Claude Gruffat, qui fut député européen et président de Biocoop, émet une série de propositions pour résoudre la crise de l’agriculture bio à partir d'une enquête de terrain auprès de ses acteurs.
L'agriculture biologique, en tant que projet de société fondé sur le respect des écosystèmes, la juste rémunération des agriculteurs, les relations de proximité ou encore l’affranchissement vis-à-vis des multinationales de l’agroalimentaire, est une alternative au modèle destructeur de notre système alimentaire et agricole actuel. En respectant les équilibres sociaux et environnementaux des territoires dans lesquels elle s’inscrit, elle favorise la démocratie et la souveraineté alimentaires. Néanmoins, « la bio » a été particulièrement affectée par la crise économique de ces dernières années et la diminution des aides publiques, si bien que la part de bio dans l’alimentation des Français est en recul et les déconversions d’agriculteurs en hausse.
A partir de dizaines de témoignages d’acteurs du secteur, récoltés lors de son « Tour de France de la bio » de 10 mois, Claude Gruffat met en lumière les difficultés rencontrées par ces derniers et présente des initiatives locales prometteuses. L’ancien député européen, qui a également présidé le réseau Biocoop, examine tous les aspects de la filière, en rencontrant producteurs, entrepreneurs, transformateurs, élus, ou encore animateurs de réseaux alimentaires. S'appuyant sur leurs constats, il formule des propositions concrètes pour mener à bien une véritable transition agricole et alimentaire.

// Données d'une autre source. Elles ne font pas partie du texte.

// ---------------------------------------------------------------------------
// Engine
// ---------------------------------------------------------------------------

/// Score a candidate against a profile. Pure and deterministic; no I/O.
pub fn score(candidate: &Candidate, icp: &IdealCustomerProfile) -> ScoreResult {
    let mut details = Vec::new();
    let breakdown = ScoreBreakdown {
        title: score_title(candidate, icp, &mut details),
        industry: score_industry(candidate, icp, &mut details),
        size: score_size(candidate, icp, &mut details),
        location: score_location(candidate, icp, &mut details),
        not_avoid: score_not_avoid(candidate, icp, &mut details),
        data_quality: score_data_quality(candidate, &mut details),
    };

    ScoreResult {
        score: breakdown.total(),
        breakdown,
        match_details: details,
    }
}

fn contains_ci(haystack: &str, needle: &str) -> bool {
    haystack.to_lowercase().contains(&needle.to_lowercase())
}

/// Substring containment in either direction, case-insensitive.
fn overlaps_ci(a: &str, b: &str) -> bool {
    contains_ci(a, b) || contains_ci(b, a)
}

// --- Title (max 25) --------------------------------------------------------

fn score_title(
    candidate: &Candidate,
    icp: &IdealCustomerProfile,
    details: &mut Vec<String>,
) -> u8 {
    let Some(title) = candidate.title.as_deref().filter(|t| !t.is_empty()) else {
        details.push("✗ No title data".into());
        return 0;
    };

    for target in &icp.job_titles {
        if title.eq_ignore_ascii_case(target) {
            details.push(format!("✓ Title \"{title}\" exactly matches \"{target}\""));
            return MAX_TITLE;
        }
    }

    for target in &icp.job_titles {
        if overlaps_ci(title, target) {
            details.push(format!("✓ Title \"{title}\" closely matches \"{target}\""));
            return 20;
        }
    }

    let lowered = title.to_lowercase();
    if let Some(keyword) = SENIORITY_KEYWORDS.iter().find(|k| lowered.contains(*k)) {
        details.push(format!("⚠ Title \"{title}\" signals seniority ({keyword})"));
        return 12;
    }

    details.push(format!("✗ Title \"{title}\" does not match target roles"));
    0
}

// --- Industry (max 20) -----------------------------------------------------

fn score_industry(
    candidate: &Candidate,
    icp: &IdealCustomerProfile,
    details: &mut Vec<String>,
) -> u8 {
    let Some(industry) = candidate.industry.as_deref().filter(|i| !i.is_empty()) else {
        details.push("✗ No industry data".into());
        return 0;
    };

    for target in &icp.industries {
        if overlaps_ci(industry, target) {
            details.push(format!("✓ Industry \"{industry}\" matches \"{target}\""));
            return MAX_INDUSTRY;
        }
    }

    details.push(format!(
        "⚠ Industry \"{industry}\" is not a target, credit for data presence"
    ));
    8
}

// --- Company size (max 20) -------------------------------------------------

/// A parsed size range: inclusive `min..=max`, or open-ended for "1000+".
#[derive(Debug, Clone, PartialEq, Eq)]
struct SizeRange {
    min: u64,
    max: Option<u64>,
    label: String,
}

impl SizeRange {
    fn contains(&self, count: u64) -> bool {
        count >= self.min && self.max.is_none_or(|max| count <= max)
    }
}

Répondre à la crise de la bio pour répondre à celle de la biodiversité
Aujourd’hui, l’agriculture bio représente 6 % de l’alimentation des Français, et est pratiquée par 13 % des agriculteurs. A l’été 2023, 10,7 % des surfaces étaient cultivées biologiquement en France, alors que le plan « Ambition bio 2022 » en prévoyait 15 % en 2022. Le secteur a durement été touché par la crise, suite à la forte inflation liée à la pandémie de Covid-19 et l’invasion de l’Ukraine par la Russie. Ainsi, la part du bio dans l’alimentation des Français a baissé de 6 % entre 2020 et 2022, et a entrainé plus de 2 200 déconversions sur cette période.

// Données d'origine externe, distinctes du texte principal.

//! Generative content adapter over an OpenRouter-compatible API.
//!
//! One bounded external call per request, a defensive parse ladder over the
//! raw text, and caller-declared schema validation. The adapter never
//! invents fallbacks — callers needing partial-failure tolerance (e.g.
//! "take the first N unranked") supply their own.

mod parse;
mod schema;

use std::time::Duration;

use reqwest::Client;
use serde::{Deserialize, Serialize};
use serde_json::Value;
use sha2::{Digest, Sha256};
use tracing::instrument;

use prospector_shared::{OpenRouterConfig, ProspectorError, Result};

pub use parse::extract_json;
pub use schema::{BoundedScore, check_bounds, require_keys};

/// User-Agent string for generation requests.
const USER_AGENT: &str = concat!("Prospector/", env!("CARGO_PKG_VERSION"));

/// Near-zero temperature for classification-like tasks.
pub const TEMPERATURE_CLASSIFY: f32 = 0.1;

/// Moderate temperature for generative copy.
pub const TEMPERATURE_COPY: f32 = 0.7;

// ---------------------------------------------------------------------------
// GenerationRequest
// ---------------------------------------------------------------------------

/// A structured-generation request: instruction text embedding a JSON-shape
/// description, plus the validation contract for the response.
#[derive(Debug, Clone)]
pub struct GenerationRequest {
    /// Instruction text; must describe the expected JSON shape.
    pub instruction: String,
    /// Sampling temperature for the call.
    pub temperature: f32,
    /// Output token cap; `None` uses the configured default.
    pub max_tokens: Option<u32>,
    /// Required keys as dotted paths, top-level and nested.
    pub required_keys: Vec<String>,
    /// Bounded numeric score fields.
    pub bounded_scores: Vec<BoundedScore>,
}

impl GenerationRequest {
    /// A generative-copy request with no validation contract yet.
    pub fn new(instruction: impl Into<String>) -> Self {
        Self {
            instruction: instruction.into(),
            temperature: TEMPERATURE_COPY,
            max_tokens: None,
            required_keys: Vec::new(),
            bounded_scores: Vec::new(),
        }
    }

    pub fn with_temperature(mut self, temperature: f32) -> Self {
        self.temperature = temperature;
        self
    }

    pub fn require(mut self, key: impl Into<String>) -> Self {
        self.required_keys.push(key.into());
        self
    }

    pub fn bound(mut self, path: impl Into<String>, min: f64, max: f64) -> Self {
        self.bounded_scores.push(BoundedScore::new(path, min, max));
        self
    }
}

// ---------------------------------------------------------------------------
// Wire shapes (chat completions)
// ---------------------------------------------------------------------------

#[derive(Debug, Serialize)]
struct ChatRequest<'a> {
    model: &'a str,
    messages: Vec<ChatMessage<'a>>,
    temperature: f32,
    max_tokens: u32,
}

#[derive(Debug, Serialize)]
struct ChatMessage<'a> {
    role: &'static str,
    content: &'a str,
}

#[derive(Debug, Deserialize)]
struct ChatResponse {
    #[serde(default)]
    choices: Vec<ChatChoice>,
}

#[derive(Debug, Deserialize)]
struct ChatChoice {
    message: ChatResponseMessage,
}

#[derive(Debug, Deserialize)]
struct ChatResponseMessage {
    #[serde(default)]
    content: String,
}

// ---------------------------------------------------------------------------
// Client
// ---------------------------------------------------------------------------

/// Client for the generation provider.
pub struct GenAiClient {
    client: Client,
    base_url: String,
    api_key: String,
    model: String,
    max_output_tokens: u32,
}

impl GenAiClient {
    /// Create a new client from provider config and a resolved API key.
    pub fn new(config: &OpenRouterConfig, api_key: String) -> Result<Self> {
        let client = Client::builder()
            .user_agent(USER_AGENT)
            .timeout(Duration::from_secs(config.timeout_secs))
            .build()
            .map_err(|e| ProspectorError::Upstream(format!("failed to build HTTP client: {e}")))?;

        Ok(Self {
            client,
            base_url: config.base_url.trim_end_matches('/').to_string(),
            api_key,
            model: config.default_model.clone(),
            max_output_tokens: config.max_output_tokens,
        })
    }

    /// Model identifier used for calls (and cache keying).
    pub fn model(&self) -> &str {
        &self.model
    }

    /// One bounded generation call, parsed and validated.
    ///
    /// Failure modes: `Upstream` (HTTP/network), `Unparseable` (no ladder
    /// stage recovered JSON), `Schema` (missing key or bad bounded score).
    #[instrument(skip_all, fields(temperature = request.temperature))]
    pub async fn generate_structured(&self, request: &GenerationRequest) -> Result<Value> {
        let raw = self.complete(request).await?;
        let value = parse::extract_json(&raw)?;
        schema::require_keys(&value, &request.required_keys)?;
        schema::check_bounds(&value, &request.bounded_scores)?;
        Ok(value)
    }

    /// Issue the chat-completions call and return the raw message text.
    async fn complete(&self, request: &GenerationRequest) -> Result<String> {
        let url = format!("{}/chat/completions", self.base_url);
        let body = ChatRequest {
            model: &self.model,
            messages: vec![ChatMessage {
                role: "user",
                content: &request.instruction,
            }],
            temperature: request.temperature,
            max_tokens: request.max_tokens.unwrap_or(self.max_output_tokens),
        };

        let response = self
            .client
            .post(&url)
            .bearer_auth(&self.api_key)
            .json(&body)
            .send()
            .await
            .map_err(|e| ProspectorError::Upstream(format!("{url}: {e}")))?;

        let status = response.status();
        if !status.is_success() {
            return Err(ProspectorError::Upstream(format!("{url}: HTTP {status}")));
        }

        let parsed: ChatResponse = response
            .json()
            .await
            .map_err(|e| ProspectorError::Upstream(format!("{url}: invalid response: {e}")))?;

        parsed
            .choices
            .into_iter()
            .next()
            .map(|c| c.message.content)
            .ok_or_else(|| ProspectorError::Upstream(format!("{url}: response has no choices")))
    }
}

/// Cache key for a generation call: SHA-256 over instruction and model.
pub fn prompt_hash(instruction: &str, model: &str) -> String {
    let mut hasher = Sha256::new();
    hasher.update(instruction.as_bytes());
    hasher.update(model.as_bytes());
    format!("{:x}", hasher.finalize())
}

Pourtant, il apparaît essentiel de soutenir l’agriculture biologique pour s'éloigner du système agroalimentaire actuel, fondé sur le productivisme et la privatisation par un petit nombre de multinationales et industriels. Il est avéré depuis des décennies que les produits phytosanitaires sur lesquels ce système repose altèrent les écosystèmes et détruisent la biodiversité ; que ce modèle nuit à la santé des consommateurs en favorisant les produits ultra-transformés et en augmentant le risque de maladies graves ; qu’il dégrade de manière irréversible la qualité des sols et de l’eau ; qu’il ne profite qu’à une minorité de personnes au détriment des agriculteurs, bien souvent inscrits dans des situations précaires.
En opposition, l’agriculture biologique génère toutes sortes d’externalités positives, qui en font un enjeu d’intérêt général. Tout au long de l’ouvrage, Claude Gruffat s’évertue à montrer à quel point la bio est bénéfique pour l’environnement et surtout pour la société dans son ensemble, et propose quatre grands axes de réflexion pour « sauver la bio ».

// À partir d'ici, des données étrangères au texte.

//! CLI command definitions, routing, and tracing setup.
//!
//! Each mission subcommand maps 1:1 onto a mission-runner operation; all
//! business logic lives in the library crates.

use clap::{Parser, Subcommand};
use color_eyre::eyre::{Result, eyre};
use indicatif::{ProgressBar, ProgressStyle};
use tracing::info;

use prospector_directory::DirectoryClient;
use prospector_genai::GenAiClient;
use prospector_mission::{
    CampaignKind, Decision, MissionProgress, MissionRunner, cancel_channel,
};
use prospector_shared::{
    AppConfig, IdealCustomerProfile, init_config, load_config, resolve_api_key, resolve_db_path,
    validate_api_keys,
};
use prospector_storage::Storage;

// ---------------------------------------------------------------------------
// CLI structure
// ---------------------------------------------------------------------------

/// Prospector — ICP-driven market targeting missions.
#[derive(Parser)]
#[command(
    name = "prospector",
    version,
    about = "Turn an Ideal Customer Profile into a validated, campaign-ready outreach list.",
    long_about = None,
)]
pub(crate) struct Cli {
    /// Log format: text (default) or json.
    #[arg(long, default_value = "text", global = true)]
    pub log_format: LogFormat,

    /// Verbosity level (-v, -vv, -vvv).
    #[arg(short, long, action = clap::ArgAction::Count, global = true)]
    pub verbose: u8,

    /// Acting user id (profiles and missions are per-user).
    #[arg(long, default_value = "local", global = true)]
    pub user: String,

    /// Mission slot within the user's account.
    #[arg(long, default_value = "default", global = true)]
    pub slot: String,

    #[command(subcommand)]
    pub command: Command,
}

/// Log output format.
#[derive(Clone, Debug, clap::ValueEnum)]
pub(crate) enum LogFormat {
    Text,
    Json,
}

/// Top-level CLI subcommands.
#[derive(Subcommand)]
pub(crate) enum Command {
    /// Manage the Ideal Customer Profile.
    Icp {
        #[command(subcommand)]
        action: IcpAction,
    },

    /// Run a targeting mission, one phase at a time.
    Mission {
        #[command(subcommand)]
        action: MissionAction,
    },

    /// Configuration management.
    Config {
        #[command(subcommand)]
        action: ConfigAction,
    },
}

/// ICP subcommands.
#[derive(Subcommand)]
pub(crate) enum IcpAction {
    /// Write-replace the profile from comma-separated criteria.
    Set {
        /// Target industries, comma-separated.
        #[arg(long)]
        industries: Option<String>,

        /// Company-size ranges ("51-200") or "1000+", comma-separated.
        #[arg(long)]
        sizes: Option<String>,

        /// Target job titles, comma-separated.
        #[arg(long)]
        titles: Option<String>,

        /// Location scope keywords ("All US", "Remote"), comma-separated.
        #[arg(long)]
        scope: Option<String>,

        /// Target US states, comma-separated.
        #[arg(long)]
        states: Option<String>,

        /// Target cities, comma-separated.
        #[arg(long)]
        cities: Option<String>,

        /// Free-text avoid list.
        #[arg(long)]
        avoid: Option<String>,
    },
    /// Print the stored profile.
    Show,
}

/// Mission subcommands — the control surface, one operation each.
#[derive(Subcommand)]
pub(crate) enum MissionAction {
    /// Discover the market and draw a validation sample.
    Start,
    /// Show mission status.
    Status,
    /// Pull more companies into the validation sample.
    More,
    /// Record an accept/reject decision for a sampled company.
    Decide {
        /// Company candidate id.
        candidate_id: String,

        #[arg(long, conflicts_with = "reject")]
        accept: bool,

        #[arg(long)]
        reject: bool,

        /// Decision reason; repeatable.
        #[arg(long = "reason")]
        reasons: Vec<String>,
    },
    /// Confirm validated targets and enter the contact loop.
    Confirm,
    /// Discover contacts for the current company.
    Contacts,
    /// Record an accept/reject decision for a discovered contact.
    Review {
        /// Contact candidate id.
        contact_id: String,

        #[arg(long, conflicts_with = "reject")]
        accept: bool,

        #[arg(long)]
        reject: bool,
    },
    /// Fetch more contacts for the current company, excluding seen ones.
    FetchMore,
    /// Wrap up the current company and advance.
    Next,
    /// Choose the campaign flavor.
    Campaign {
        /// email-sequence or linkedin-message.
        kind: String,
    },
    /// Generate campaign assets for accepted contacts.
    Generate,
    /// Render and persist the final export.
    Export,
    /// Drop the mission, freeing its slot.
    Abandon,
}

/// Config subcommands.
#[derive(Subcommand)]
pub(crate) enum ConfigAction {
    /// Initialize config file with defaults.
    Init,
    /// Show resolved configuration.
    Show,
}

// ---------------------------------------------------------------------------
// Tracing setup
// ---------------------------------------------------------------------------

/// Initialize tracing based on CLI flags.
pub(crate) fn init_tracing(cli: &Cli) {
    use tracing_subscriber::{EnvFilter, fmt};

    let filter = match cli.verbose {
        0 => "prospector=info",
        1 => "prospector=debug",
        _ => "prospector=trace",
    };

    let env_filter =
        EnvFilter::try_from_default_env().unwrap_or_else(|_| EnvFilter::new(filter));

    match cli.log_format {
        LogFormat::Text => {
            fmt()
                .with_env_filter(env_filter)
                .with_target(false)
                .init();
        }
        LogFormat::Json => {
            fmt().json().with_env_filter(env_filter).init();
        }
    }
}

// ---------------------------------------------------------------------------
// Command dispatch
// ---------------------------------------------------------------------------

/// Run the CLI command.
pub(crate) async fn run(cli: Cli) -> Result<()> {
    let user = cli.user.clone();
    let slot = cli.slot.clone();

    match cli.command {
        Command::Icp { action } => match action {
            IcpAction::Set {
                industries,
                sizes,
                titles,
                scope,
                states,
                cities,
                avoid,
            } => {
                cmd_icp_set(
                    &user, industries, sizes, titles, scope, states, cities, avoid,
                )
                .await
            }
            IcpAction::Show => cmd_icp_show(&user).await,
        },
        Command::Mission { action } => cmd_mission(&user, &slot, action).await,
        Command::Config { action } => match action {
            ConfigAction::Init => cmd_config_init().await,
            ConfigAction::Show => cmd_config_show().await,
        },
    }
}

// ---------------------------------------------------------------------------
// Runner construction
// ---------------------------------------------------------------------------

async fn open_storage(config: &AppConfig) -> Result<Storage> {
    let db_path = resolve_db_path(config)?;
    Ok(Storage::open(&db_path).await?)
}

/// Build the mission runner. Provider-touching commands validate API keys
/// separately before calling this; local-only commands tolerate their
/// absence.
async fn build_runner(config: &AppConfig) -> Result<MissionRunner> {
    let storage = open_storage(config).await?;
    let apollo_key = resolve_api_key(&config.apollo.api_key_env).unwrap_or_default();
    let openrouter_key = resolve_api_key(&config.openrouter.api_key_env).unwrap_or_default();
    let directory =
        DirectoryClient::new(&config.apollo, apollo_key, config.defaults.result_cap)?;
    let genai = GenAiClient::new(&config.openrouter, openrouter_key)?;
    Ok(MissionRunner::new(
        config.clone(),
        storage,
        directory,
        genai,
    ))
}

/// Wire ctrl-c into a cooperative cancel token for long per-entity loops.
fn runner_with_ctrl_c(runner: MissionRunner) -> MissionRunner {
    let (handle, token) = cancel_channel();
    tokio::spawn(async move {
        if tokio::signal::ctrl_c().await.is_ok() {
            info!("stop requested; finishing the current unit of work");
            handle.cancel();
        }
    });
    runner.with_cancel(token)
}

// ---------------------------------------------------------------------------
// ICP commands
// ---------------------------------------------------------------------------

fn split_list(raw: Option<String>) -> Vec<String> {
    raw.map(|s| {
        s.split(',')
            .map(str::trim)
            .filter(|t| !t.is_empty())
            .map(String::from)
            .collect()
    })
    .unwrap_or_default()
}

#[allow(clippy::too_many_arguments)]
async fn cmd_icp_set(
    user: &str,
    industries: Option<String>,
    sizes: Option<String>,
    titles: Option<String>,
    scope: Option<String>,
    states: Option<String>,
    cities: Option<String>,
    avoid: Option<String>,
) -> Result<()> {
    let config = load_config()?;
    let storage = open_storage(&config).await?;

    let icp = IdealCustomerProfile {
        industries: split_list(industries),
        company_sizes: split_list(sizes),
        job_titles: split_list(titles),
        location_scope: split_list(scope),
        target_states: split_list(states),
        target_cities: split_list(cities),
        avoid_list: avoid.unwrap_or_default(),
    };
    storage.put_icp(user, &icp).await?;

    info!(user, "ICP updated");
    println!("{}", serde_json::to_string_pretty(&icp)?);
    Ok(())
}

async fn cmd_icp_show(user: &str) -> Result<()> {
    let config = load_config()?;
    let storage = open_storage(&config).await?;

    match storage.get_icp(user).await? {
        Some(icp) => println!("{}", serde_json::to_string_pretty(&icp)?),
        None => println!("No ICP configured for '{user}'. Run `prospector icp set` first."),
    }
    Ok(())
}

// ---------------------------------------------------------------------------
// Mission commands
// ---------------------------------------------------------------------------

fn parse_decision(accept: bool, reject: bool) -> Result<Decision> {
    match (accept, reject) {
        (true, false) => Ok(Decision::Accept),
        (false, true) => Ok(Decision::Reject),
        _ => Err(eyre!("pass exactly one of --accept or --reject")),
    }
}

Rappelons que « le » bio désigne le simple fait de respecter le règlement européen sur l’agriculture biologique : cela signifie que le produit n’est pas issu de modifications génétiques et n’a reçu ni engrais de synthèse ni pesticides. Cela ne signifie pas qu’il n’est pas issu d’une agriculture productiviste ou que les travailleurs ont été correctement rémunérés. « La » bio va plus loin que ce simple label. Elle désigne tout un projet de société équitable, fondé non seulement sur le respect des écosystèmes mais aussi sur la juste rémunération, l’affranchissement vis-à-vis des multinationales, la proximité entre production et distribution.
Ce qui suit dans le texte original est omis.